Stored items
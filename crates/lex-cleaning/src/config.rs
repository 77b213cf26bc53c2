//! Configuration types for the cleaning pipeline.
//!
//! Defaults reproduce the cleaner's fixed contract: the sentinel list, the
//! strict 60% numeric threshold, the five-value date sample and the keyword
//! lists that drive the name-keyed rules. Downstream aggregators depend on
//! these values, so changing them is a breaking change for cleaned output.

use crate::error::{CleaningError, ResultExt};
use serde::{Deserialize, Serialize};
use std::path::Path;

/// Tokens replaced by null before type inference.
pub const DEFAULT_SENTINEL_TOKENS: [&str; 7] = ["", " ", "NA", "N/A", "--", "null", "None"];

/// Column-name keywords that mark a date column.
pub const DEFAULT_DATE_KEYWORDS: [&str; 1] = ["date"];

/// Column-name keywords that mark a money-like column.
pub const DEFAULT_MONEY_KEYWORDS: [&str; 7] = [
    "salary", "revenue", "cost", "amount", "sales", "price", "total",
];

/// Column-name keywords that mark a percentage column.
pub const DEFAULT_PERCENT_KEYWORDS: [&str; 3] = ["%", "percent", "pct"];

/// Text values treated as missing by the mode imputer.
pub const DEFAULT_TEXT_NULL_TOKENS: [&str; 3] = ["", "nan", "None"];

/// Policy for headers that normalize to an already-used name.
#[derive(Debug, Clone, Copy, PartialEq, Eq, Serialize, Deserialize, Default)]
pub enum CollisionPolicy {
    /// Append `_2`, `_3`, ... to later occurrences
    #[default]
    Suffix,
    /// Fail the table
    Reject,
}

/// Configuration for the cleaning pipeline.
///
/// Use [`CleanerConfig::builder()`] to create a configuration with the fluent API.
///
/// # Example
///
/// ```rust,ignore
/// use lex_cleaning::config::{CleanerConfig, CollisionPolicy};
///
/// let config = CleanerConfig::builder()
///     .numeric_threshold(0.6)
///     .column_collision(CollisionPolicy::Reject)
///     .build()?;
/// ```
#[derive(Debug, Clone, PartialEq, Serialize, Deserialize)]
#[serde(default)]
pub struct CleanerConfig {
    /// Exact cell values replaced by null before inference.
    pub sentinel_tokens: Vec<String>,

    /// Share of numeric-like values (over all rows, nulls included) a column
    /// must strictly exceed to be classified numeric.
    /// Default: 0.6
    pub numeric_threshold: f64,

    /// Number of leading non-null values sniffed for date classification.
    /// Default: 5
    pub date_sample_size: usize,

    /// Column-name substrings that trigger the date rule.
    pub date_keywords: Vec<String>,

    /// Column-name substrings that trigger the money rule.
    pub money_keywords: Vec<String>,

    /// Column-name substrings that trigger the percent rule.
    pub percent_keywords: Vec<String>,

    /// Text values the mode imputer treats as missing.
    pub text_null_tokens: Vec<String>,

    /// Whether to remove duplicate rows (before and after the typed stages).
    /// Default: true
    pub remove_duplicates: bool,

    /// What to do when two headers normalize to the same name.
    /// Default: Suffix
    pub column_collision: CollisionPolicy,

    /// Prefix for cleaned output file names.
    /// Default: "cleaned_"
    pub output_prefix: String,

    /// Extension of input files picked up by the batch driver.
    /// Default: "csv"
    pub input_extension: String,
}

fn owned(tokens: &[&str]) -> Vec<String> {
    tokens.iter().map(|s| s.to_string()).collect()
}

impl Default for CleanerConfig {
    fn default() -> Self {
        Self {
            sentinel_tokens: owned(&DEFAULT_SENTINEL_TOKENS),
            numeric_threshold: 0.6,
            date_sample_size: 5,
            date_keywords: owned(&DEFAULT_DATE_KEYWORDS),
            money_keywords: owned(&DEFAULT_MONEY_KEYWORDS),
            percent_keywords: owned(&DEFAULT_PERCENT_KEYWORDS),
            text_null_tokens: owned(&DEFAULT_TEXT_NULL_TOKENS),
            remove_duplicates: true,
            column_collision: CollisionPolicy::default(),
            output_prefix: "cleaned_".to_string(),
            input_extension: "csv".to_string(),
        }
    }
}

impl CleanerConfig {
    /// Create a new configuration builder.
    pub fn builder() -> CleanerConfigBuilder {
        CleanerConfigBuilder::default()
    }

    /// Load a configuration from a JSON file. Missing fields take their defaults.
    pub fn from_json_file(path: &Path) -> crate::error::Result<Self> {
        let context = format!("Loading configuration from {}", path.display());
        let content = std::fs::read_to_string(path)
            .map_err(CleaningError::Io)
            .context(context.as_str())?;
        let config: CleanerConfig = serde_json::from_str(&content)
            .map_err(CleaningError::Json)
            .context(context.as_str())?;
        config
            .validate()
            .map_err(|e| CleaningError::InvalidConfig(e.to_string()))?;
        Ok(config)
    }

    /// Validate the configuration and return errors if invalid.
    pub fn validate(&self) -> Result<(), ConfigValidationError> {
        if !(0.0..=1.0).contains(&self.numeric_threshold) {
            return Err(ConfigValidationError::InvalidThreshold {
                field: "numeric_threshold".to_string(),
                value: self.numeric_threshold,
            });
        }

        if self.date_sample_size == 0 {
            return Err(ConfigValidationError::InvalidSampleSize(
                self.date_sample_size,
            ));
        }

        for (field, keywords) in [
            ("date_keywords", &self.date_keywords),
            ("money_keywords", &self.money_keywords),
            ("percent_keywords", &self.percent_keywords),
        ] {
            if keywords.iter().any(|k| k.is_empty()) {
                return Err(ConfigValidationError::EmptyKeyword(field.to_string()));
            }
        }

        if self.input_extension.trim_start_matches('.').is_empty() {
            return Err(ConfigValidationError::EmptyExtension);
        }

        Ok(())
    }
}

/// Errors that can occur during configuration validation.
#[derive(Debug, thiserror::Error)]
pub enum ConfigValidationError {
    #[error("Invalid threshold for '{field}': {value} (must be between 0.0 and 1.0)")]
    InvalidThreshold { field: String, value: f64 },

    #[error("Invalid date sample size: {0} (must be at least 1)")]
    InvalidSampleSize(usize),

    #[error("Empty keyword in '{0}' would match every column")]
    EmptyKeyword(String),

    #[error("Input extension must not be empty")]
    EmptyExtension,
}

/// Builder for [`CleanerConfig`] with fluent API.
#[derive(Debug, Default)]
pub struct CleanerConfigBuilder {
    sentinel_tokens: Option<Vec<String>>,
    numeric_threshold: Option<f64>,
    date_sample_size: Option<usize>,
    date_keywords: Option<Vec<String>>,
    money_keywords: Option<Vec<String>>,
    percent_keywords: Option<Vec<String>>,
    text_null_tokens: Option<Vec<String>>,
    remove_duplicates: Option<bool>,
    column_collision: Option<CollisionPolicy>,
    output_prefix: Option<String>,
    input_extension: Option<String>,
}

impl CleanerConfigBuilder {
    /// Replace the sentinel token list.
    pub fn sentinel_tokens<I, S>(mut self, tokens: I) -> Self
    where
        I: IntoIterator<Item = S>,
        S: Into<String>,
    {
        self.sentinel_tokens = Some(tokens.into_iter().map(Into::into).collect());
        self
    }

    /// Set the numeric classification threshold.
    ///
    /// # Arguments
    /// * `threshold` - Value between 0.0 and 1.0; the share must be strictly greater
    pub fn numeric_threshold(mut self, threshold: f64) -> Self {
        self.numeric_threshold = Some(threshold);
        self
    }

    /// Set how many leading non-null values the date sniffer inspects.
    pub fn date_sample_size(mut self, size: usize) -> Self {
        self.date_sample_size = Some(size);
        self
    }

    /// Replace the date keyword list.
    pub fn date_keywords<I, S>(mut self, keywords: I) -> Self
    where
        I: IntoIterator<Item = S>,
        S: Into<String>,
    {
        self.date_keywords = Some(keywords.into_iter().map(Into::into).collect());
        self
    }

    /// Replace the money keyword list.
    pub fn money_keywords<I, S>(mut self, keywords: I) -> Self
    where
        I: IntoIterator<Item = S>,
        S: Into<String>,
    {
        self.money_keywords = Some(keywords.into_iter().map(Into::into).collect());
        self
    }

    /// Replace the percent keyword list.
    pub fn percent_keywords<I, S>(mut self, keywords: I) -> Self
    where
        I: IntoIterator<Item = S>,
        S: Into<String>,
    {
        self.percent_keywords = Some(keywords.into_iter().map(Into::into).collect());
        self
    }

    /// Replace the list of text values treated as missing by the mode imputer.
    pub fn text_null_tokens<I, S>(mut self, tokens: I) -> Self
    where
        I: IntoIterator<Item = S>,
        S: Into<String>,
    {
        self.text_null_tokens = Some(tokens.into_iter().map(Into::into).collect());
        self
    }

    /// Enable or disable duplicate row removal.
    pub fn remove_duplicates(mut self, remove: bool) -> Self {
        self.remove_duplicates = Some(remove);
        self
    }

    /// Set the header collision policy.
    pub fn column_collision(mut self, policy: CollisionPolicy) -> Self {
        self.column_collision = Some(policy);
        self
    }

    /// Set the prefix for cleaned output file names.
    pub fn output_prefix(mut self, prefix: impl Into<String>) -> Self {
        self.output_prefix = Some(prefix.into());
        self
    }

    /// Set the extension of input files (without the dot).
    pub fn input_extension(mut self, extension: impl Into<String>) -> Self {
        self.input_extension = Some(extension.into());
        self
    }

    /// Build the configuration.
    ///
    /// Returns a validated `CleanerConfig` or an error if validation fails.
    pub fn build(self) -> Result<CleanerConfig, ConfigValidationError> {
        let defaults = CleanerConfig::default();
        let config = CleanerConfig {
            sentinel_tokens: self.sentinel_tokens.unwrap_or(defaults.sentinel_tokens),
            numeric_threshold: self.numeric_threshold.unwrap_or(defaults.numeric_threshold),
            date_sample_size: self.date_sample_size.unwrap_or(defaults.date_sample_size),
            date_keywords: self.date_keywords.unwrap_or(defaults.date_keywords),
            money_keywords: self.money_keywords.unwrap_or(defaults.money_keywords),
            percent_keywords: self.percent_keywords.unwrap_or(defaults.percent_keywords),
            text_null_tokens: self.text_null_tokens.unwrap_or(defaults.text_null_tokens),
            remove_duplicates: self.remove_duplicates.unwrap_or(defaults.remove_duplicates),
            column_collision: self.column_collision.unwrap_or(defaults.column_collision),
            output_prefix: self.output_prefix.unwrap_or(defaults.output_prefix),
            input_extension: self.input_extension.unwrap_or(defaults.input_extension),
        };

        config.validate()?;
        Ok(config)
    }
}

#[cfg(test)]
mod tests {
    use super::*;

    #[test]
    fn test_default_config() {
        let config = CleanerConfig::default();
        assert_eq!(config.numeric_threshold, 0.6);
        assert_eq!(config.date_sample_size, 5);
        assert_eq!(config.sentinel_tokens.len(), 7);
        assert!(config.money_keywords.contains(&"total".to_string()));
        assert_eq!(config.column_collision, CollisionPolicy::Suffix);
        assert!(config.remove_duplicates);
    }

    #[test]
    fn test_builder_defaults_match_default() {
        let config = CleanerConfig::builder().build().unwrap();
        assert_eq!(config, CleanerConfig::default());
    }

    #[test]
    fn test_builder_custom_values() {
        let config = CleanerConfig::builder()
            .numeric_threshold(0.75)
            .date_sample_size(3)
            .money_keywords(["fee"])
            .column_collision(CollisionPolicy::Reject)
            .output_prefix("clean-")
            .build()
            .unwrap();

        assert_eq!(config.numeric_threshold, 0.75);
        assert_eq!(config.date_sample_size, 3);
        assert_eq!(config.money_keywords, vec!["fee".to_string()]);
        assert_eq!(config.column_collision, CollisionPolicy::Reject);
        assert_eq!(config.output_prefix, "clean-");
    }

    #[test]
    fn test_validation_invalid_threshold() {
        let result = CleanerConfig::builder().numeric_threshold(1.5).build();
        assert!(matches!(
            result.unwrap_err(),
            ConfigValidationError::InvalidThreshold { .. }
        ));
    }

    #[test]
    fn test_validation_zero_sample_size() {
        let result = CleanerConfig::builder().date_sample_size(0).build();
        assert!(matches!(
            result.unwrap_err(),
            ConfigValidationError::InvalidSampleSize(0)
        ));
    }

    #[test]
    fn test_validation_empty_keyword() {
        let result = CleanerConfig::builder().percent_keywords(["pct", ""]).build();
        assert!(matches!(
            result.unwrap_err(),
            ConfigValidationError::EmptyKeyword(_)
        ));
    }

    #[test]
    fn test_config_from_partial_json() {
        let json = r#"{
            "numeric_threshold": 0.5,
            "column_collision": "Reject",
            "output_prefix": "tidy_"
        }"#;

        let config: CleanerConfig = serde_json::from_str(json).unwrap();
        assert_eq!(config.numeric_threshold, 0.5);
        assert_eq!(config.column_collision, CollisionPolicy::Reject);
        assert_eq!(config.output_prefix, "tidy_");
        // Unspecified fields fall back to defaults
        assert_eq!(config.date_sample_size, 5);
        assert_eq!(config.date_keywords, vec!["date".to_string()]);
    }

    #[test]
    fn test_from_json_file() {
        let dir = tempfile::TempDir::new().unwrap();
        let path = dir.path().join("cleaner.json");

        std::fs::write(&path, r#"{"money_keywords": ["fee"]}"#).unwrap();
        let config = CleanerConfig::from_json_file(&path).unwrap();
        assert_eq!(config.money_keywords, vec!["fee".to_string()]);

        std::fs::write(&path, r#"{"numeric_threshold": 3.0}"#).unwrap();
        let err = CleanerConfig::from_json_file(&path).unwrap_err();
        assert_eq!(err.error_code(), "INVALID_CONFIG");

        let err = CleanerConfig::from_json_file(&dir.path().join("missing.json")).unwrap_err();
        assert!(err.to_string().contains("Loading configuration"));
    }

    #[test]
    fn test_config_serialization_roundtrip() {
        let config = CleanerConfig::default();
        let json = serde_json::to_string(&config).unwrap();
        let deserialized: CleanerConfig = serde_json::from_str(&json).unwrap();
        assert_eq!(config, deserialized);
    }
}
* * *
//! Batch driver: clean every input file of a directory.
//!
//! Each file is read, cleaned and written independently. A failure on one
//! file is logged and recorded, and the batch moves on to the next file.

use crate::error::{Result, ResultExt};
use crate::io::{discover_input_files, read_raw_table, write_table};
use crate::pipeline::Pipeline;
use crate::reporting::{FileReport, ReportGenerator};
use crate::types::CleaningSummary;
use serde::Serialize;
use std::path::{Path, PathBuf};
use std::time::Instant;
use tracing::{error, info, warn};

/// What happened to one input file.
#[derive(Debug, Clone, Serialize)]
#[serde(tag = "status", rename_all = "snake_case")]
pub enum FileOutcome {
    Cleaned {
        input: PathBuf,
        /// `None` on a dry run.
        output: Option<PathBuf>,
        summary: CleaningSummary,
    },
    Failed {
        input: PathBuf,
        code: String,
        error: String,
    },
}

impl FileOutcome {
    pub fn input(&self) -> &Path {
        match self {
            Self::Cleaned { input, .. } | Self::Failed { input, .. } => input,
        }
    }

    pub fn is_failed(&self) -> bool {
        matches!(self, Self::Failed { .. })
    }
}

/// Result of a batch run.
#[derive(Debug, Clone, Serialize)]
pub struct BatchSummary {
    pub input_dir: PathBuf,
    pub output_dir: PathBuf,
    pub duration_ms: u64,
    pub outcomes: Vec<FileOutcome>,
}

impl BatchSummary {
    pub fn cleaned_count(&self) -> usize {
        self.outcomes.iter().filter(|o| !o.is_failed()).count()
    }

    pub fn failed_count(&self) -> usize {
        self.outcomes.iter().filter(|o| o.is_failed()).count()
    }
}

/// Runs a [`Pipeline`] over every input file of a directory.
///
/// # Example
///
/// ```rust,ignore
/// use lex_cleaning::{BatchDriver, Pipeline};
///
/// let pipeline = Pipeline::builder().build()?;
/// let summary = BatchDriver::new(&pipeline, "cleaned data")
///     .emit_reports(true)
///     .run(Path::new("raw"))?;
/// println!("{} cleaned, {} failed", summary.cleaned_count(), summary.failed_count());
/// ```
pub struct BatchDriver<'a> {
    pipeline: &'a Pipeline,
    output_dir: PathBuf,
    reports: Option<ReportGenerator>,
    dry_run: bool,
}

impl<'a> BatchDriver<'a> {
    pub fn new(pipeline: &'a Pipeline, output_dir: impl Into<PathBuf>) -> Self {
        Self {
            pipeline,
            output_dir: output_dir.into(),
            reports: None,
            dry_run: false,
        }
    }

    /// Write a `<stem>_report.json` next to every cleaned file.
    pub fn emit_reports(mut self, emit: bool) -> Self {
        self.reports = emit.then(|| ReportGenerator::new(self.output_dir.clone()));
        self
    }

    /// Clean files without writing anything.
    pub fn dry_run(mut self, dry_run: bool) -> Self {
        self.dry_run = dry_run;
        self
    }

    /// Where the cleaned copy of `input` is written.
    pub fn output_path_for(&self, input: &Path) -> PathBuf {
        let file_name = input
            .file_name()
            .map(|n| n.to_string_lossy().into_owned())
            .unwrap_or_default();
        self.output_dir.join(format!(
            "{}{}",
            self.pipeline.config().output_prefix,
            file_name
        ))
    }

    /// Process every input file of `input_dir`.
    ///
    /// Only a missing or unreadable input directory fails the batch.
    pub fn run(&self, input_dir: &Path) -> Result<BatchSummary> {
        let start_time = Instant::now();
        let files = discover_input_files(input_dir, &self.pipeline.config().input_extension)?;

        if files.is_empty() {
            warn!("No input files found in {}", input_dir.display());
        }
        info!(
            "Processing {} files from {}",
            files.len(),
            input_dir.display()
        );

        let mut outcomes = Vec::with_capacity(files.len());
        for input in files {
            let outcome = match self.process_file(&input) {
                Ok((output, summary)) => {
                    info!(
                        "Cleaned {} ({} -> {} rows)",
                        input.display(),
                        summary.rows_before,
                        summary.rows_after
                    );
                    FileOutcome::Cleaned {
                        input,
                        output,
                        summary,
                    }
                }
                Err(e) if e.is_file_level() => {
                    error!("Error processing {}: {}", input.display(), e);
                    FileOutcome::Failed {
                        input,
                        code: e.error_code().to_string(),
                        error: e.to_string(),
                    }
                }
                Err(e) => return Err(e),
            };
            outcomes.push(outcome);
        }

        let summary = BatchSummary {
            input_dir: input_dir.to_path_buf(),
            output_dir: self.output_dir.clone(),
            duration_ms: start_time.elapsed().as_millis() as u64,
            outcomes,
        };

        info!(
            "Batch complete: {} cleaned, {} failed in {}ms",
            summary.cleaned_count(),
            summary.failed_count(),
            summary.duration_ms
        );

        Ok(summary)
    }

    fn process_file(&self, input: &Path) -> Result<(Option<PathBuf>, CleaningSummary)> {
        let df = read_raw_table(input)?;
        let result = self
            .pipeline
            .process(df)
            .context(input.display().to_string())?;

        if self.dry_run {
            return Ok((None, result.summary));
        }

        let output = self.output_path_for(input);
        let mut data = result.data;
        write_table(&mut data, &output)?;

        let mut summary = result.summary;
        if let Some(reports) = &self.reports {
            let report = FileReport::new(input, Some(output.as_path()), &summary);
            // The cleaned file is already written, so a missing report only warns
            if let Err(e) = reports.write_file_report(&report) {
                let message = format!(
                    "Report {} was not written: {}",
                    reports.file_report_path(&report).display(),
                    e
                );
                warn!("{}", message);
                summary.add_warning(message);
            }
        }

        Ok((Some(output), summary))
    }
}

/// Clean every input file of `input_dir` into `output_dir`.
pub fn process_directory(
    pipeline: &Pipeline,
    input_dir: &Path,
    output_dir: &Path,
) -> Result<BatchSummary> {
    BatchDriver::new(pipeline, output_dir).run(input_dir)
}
...
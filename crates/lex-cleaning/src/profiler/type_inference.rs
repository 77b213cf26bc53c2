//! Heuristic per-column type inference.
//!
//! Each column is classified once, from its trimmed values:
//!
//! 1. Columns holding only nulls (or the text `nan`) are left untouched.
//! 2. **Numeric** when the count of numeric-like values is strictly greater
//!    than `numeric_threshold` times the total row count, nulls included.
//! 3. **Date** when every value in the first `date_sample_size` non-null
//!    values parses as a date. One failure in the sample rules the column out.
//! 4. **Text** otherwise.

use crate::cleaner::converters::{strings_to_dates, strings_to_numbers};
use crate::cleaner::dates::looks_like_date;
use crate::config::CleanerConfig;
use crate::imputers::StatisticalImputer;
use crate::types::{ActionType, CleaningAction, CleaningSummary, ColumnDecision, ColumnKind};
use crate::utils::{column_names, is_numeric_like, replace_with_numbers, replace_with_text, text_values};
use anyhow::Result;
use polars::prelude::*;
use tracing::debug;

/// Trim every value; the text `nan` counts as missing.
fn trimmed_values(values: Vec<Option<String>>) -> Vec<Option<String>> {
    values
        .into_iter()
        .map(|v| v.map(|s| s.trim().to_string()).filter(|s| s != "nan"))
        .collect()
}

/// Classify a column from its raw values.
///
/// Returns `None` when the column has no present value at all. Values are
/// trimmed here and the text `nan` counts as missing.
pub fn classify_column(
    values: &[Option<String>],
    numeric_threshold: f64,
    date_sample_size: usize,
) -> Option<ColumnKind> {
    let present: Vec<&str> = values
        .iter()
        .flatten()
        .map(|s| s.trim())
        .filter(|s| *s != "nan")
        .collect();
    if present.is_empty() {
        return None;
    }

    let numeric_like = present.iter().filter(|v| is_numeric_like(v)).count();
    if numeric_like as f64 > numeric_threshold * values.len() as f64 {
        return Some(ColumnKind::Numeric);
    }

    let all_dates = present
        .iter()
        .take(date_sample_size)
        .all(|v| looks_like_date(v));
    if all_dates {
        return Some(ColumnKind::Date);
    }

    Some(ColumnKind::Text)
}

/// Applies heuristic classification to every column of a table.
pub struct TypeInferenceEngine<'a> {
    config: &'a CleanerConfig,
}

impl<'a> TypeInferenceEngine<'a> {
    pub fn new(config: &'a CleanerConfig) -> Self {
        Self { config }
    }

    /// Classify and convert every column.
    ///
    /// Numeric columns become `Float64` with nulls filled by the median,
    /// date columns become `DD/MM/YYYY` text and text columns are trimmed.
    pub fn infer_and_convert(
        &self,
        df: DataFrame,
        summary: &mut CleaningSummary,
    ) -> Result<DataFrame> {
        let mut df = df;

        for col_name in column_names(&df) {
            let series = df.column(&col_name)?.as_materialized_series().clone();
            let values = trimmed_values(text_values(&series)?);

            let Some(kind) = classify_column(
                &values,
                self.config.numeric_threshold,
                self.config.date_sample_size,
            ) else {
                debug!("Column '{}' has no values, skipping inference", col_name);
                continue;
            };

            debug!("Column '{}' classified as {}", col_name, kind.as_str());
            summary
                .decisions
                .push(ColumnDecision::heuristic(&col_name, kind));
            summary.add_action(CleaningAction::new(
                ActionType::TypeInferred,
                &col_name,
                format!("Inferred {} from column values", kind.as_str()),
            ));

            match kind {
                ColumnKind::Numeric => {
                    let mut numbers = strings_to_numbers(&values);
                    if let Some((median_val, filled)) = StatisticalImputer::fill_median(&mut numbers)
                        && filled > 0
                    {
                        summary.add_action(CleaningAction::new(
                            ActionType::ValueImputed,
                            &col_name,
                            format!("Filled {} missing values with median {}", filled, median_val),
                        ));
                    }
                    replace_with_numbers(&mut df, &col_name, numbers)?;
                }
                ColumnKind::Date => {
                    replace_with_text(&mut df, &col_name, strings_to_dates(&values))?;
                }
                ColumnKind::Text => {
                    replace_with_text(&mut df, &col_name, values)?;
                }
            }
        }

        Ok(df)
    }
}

◆ **YOUR GOAL**:
Using the records above, restate word for word the lines from the one with "filename crates/lex-cleaning/src/config.rs" through the one with "a percentage column.", both included.

◆ **ANSWER FOR THIS EXERCISE**:
filename crates/lex-cleaning/src/config.rs
repository 77b213cf26bc53c2
//! Configuration types for the cleaning pipeline.
//!
//! Defaults reproduce the cleaner's fixed contract: the sentinel list, the
//! strict 60% numeric threshold, the five-value date sample and the keyword
//! lists that drive the name-keyed rules. Downstream aggregators depend on
//! these values, so changing them is a breaking change for cleaned output.

use crate::error::{CleaningError, ResultExt};
use serde::{Deserialize, Serialize};
use std::path::Path;

/// Tokens replaced by null before type inference.
pub const DEFAULT_SENTINEL_TOKENS: [&str; 7] = ["", " ", "NA", "N/A", "--", "null", "None"];

/// Column-name keywords that mark a date column.
pub const DEFAULT_DATE_KEYWORDS: [&str; 1] = ["date"];

/// Column-name keywords that mark a money-like column.
pub const DEFAULT_MONEY_KEYWORDS: [&str; 7] = [
    "salary", "revenue", "cost", "amount", "sales", "price", "total",
];

/// Column-name keywords that mark a percentage column.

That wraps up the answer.